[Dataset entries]
--

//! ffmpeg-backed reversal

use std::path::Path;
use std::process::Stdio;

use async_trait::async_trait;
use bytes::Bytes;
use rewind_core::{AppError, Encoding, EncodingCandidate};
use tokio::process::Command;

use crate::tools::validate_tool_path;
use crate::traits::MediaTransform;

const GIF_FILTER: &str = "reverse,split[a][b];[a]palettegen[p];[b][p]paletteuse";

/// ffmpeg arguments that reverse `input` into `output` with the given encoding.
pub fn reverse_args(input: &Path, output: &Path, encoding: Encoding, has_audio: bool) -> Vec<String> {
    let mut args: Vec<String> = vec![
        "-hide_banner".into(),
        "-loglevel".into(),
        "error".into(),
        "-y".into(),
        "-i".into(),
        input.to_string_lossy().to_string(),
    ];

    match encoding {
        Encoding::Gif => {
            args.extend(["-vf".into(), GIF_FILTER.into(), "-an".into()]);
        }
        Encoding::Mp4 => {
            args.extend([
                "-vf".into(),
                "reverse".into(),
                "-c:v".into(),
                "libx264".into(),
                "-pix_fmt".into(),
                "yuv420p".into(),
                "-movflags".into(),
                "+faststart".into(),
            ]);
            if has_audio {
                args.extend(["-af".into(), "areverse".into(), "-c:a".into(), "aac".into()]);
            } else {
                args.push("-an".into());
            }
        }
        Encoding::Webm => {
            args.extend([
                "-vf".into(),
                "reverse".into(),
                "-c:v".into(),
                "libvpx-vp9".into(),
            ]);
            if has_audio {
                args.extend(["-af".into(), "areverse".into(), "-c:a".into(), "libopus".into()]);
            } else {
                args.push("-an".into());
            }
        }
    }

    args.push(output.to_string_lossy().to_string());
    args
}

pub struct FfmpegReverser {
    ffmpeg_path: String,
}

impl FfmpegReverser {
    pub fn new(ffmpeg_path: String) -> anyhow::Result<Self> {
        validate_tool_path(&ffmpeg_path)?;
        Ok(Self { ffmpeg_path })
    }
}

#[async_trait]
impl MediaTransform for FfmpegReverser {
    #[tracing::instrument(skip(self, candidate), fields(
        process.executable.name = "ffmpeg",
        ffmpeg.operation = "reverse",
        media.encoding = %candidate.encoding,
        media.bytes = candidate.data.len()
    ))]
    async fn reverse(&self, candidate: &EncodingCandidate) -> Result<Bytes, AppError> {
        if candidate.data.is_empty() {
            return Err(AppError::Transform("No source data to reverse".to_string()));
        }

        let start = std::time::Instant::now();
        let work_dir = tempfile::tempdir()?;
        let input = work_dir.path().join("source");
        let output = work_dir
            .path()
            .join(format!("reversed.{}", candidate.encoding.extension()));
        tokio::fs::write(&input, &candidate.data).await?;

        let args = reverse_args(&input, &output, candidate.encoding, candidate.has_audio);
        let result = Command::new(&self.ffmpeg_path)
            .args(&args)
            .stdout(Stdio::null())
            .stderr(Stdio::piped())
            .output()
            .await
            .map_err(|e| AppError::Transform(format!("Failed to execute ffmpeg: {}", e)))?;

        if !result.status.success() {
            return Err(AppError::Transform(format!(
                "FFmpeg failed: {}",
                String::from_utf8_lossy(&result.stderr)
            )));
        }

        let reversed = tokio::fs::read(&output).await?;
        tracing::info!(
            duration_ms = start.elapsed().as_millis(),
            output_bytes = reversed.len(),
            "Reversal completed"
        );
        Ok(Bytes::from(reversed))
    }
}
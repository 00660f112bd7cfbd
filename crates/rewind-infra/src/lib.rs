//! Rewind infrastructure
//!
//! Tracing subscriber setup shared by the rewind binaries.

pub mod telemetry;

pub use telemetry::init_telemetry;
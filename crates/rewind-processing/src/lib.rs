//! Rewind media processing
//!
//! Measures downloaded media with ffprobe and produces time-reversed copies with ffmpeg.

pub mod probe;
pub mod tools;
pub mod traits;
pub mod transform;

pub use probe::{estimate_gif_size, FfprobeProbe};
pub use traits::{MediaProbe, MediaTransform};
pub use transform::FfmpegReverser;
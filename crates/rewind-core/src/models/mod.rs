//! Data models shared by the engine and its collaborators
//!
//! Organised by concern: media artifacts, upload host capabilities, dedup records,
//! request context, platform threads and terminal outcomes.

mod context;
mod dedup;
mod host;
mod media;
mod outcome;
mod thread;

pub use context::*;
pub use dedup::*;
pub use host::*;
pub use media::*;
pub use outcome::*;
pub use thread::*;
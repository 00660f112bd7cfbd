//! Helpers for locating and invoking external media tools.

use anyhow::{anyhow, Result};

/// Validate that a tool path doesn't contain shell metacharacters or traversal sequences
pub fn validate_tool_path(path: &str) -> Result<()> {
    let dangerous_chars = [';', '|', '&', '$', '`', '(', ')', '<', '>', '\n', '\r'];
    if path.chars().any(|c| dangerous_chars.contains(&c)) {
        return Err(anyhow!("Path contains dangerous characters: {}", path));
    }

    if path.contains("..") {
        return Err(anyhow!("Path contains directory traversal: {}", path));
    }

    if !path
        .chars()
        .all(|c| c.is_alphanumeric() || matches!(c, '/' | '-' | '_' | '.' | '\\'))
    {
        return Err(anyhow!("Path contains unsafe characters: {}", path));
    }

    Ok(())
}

--

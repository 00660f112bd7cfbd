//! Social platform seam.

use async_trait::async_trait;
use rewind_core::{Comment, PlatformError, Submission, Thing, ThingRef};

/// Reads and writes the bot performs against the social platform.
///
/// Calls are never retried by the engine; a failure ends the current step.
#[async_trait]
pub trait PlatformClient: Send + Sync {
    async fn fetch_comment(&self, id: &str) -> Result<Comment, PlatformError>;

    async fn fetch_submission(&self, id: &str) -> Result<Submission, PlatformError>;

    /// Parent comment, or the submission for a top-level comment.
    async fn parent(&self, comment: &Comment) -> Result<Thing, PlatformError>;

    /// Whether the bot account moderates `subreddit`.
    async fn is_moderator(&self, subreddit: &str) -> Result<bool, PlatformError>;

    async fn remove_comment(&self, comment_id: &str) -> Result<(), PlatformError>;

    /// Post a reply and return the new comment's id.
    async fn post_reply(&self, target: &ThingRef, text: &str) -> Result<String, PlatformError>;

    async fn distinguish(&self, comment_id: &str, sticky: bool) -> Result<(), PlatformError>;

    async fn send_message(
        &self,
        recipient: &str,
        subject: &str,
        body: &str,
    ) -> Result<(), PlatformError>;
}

--

*Task details*
Collect every line from the records above that contains the word "stderr".

*Solution to this task*
            .stderr(Stdio::piped())
                String::from_utf8_lossy(&result.stderr)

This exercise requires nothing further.